A co-calibration framework for the accuracy assessment of vision-based tracking systems
Published in SPIE Medical Imaging, 2022
Recommended citation: Allen, D., Peters, TM, and Chen ECS. (2022). "A co-calibration framework for the accuracy assessment of vision-based tracking systems"; in SPIE Medical Imaging, 120342J https://doi.org/10.1117/12.2606815
Advancements in Head-Mounted-Display (HMD) technology have led to an increasing focus in the development of Augmented Reality (AR) applications in the image-guided surgery field. These applications are often enabled by third-party vision-based tracking techniques, allowing virtual models to be registered to their corresponding real-world objects.

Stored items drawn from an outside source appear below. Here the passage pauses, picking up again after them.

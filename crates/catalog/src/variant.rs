//! Variant child of a variable product.

use std::collections::BTreeMap;

use serde::{Deserialize, Serialize};

use shopdesk_core::{ProductId, VariantId};

use crate::product::StockStatus;

/// One concrete attribute-value combination of a variable product.
#[derive(Debug, Clone, PartialEq, Eq, Serialize, Deserialize)]
pub struct Variant {
    pub id: VariantId,
    pub parent: ProductId,
    pub sku: String,
    pub regular_price: String,
    pub sale_price: String,
    pub manage_stock: bool,
    pub stock_quantity: i64,
    pub stock_status: StockStatus,
    /// Disabled variants stay stored but are hidden from the storefront.
    pub enabled: bool,
    /// Attribute slug -> value slug. A `BTreeMap` so that equality and the
    /// combination key are independent of insertion order.
    pub attributes: BTreeMap<String, String>,
}

impl Variant {
    /// A fresh variant for `combination`, with the generator defaults:
    /// managed stock at zero, out of stock, enabled.
    pub fn for_combination(parent: ProductId, combination: BTreeMap<String, String>) -> Self {
        Self {
            id: VariantId::default(),
            parent,
            sku: String::new(),
            regular_price: String::new(),
            sale_price: String::new(),
            manage_stock: true,
            stock_quantity: 0,
            stock_status: StockStatus::OutOfStock,
            enabled: true,
            attributes: combination,
        }
    }

    /// Canonical key of this variant's attribute assignment.
    pub fn combination_key(&self) -> String {
        combination_key(&self.attributes)
    }
}

/// Canonical serialization of an attribute-value combination.
///
/// Two combinations with the same pairs produce the same key regardless of
/// how the maps were built.
pub fn combination_key(combination: &BTreeMap<String, String>) -> String {
    serde_json::to_string(combination).unwrap_or_default()
}
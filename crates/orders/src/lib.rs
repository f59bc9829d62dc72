//! `shopdesk-orders` — order model and the ownership index.
//!
//! Order visibility is derivative: an order belongs to whoever owns at least
//! one of its line items' products. The [`index`] module computes that scope
//! for restricted mode and caches the expensive order lookup behind a
//! generation counter.

pub mod index;
pub mod memory;
pub mod order;
pub mod store;

pub use index::{OwnershipIndex, accessible_product_ids, order_line_ownerships};
pub use memory::MemoryOrders;
pub use order::{LineItem, Order, OrderStatus};
pub use store::OrderStore;
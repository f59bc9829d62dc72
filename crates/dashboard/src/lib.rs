//! `shopdesk-dashboard` — request-scoped dashboard services.
//!
//! This is where the pieces meet: every operation takes the caller's
//! [`shopdesk_auth::UserContext`] and the current [`shopdesk_core::Settings`],
//! runs the policy gates, masks input down to what the caller may touch, and
//! then drives the catalog/order stores, the approval queue and the audit
//! trail.

pub mod orders;
pub mod products;
pub mod reviews;

pub use orders::{OrderPage, OrderQuery, list_orders, update_order_status};
pub use reviews::decide_request;
pub use products::{
    AssignmentChange, BulkUpdate, ProductPage, ProductQuery, SaveOutcome, SaveProductInput,
    bulk_update, list_products, save_product,
};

The accuracy of the underlying vision-based tracking technique is critical towards the efficacy of these systems, and must be thoroughly evaluated before integration into clinical practice. In this paper, we propose a framework for the purpose of evaluating the technical accuracy of the HMD’s intrinsic vision-based tracking techniques using an extrinsic tracking system as ground truth. Specifically, we assess the tracking accuracy of the Vuforia Augmented Reality Software Development Kit, a vision-based tracking technique commonly used in conjunction with the Microsoft Hololens 2, against a commercial optical tracking system using a co calibration apparatus. The framework follows a two-stage pipeline of first calibrating the cameras with respect to the optical tracker (hand-eye calibration), and then calibrating a Vuforia target to the optical tracker using a custom calibration apparatus. We then evaluate the absolute tracking accuracy of three Vuforia target types (image, cylinder, and cube) using a stand-alone Logitech webcam and the front-facing camera on the Hololens 2. The hand-eye calibration projection errors were 1.4 ± 0.6 pixels for the Logitech camera and 2.3 ± 1.2 pixels for the Hololens 2 camera. The cylinder target provided the most stable and accurate tracking, with mean errors of 12.5 ± 0.6 mm and 10.7 ± 0.0 mm for the Logitech and Hololens 2 cameras, respectively. These results show that Vuforia has promising potential for integration into surgical navigation systems, but the type and size of target must be optimized for the particular surgical scenario to minimize tracking error. Future work will use our framework to perform a more robust analysis of optimal target shapes and sizes for vision-based navigation systems, both independently and when fused with the Simultaneous Localization and Mapping (SLAM) based tracking embedded with the Microsoft Hololens 2.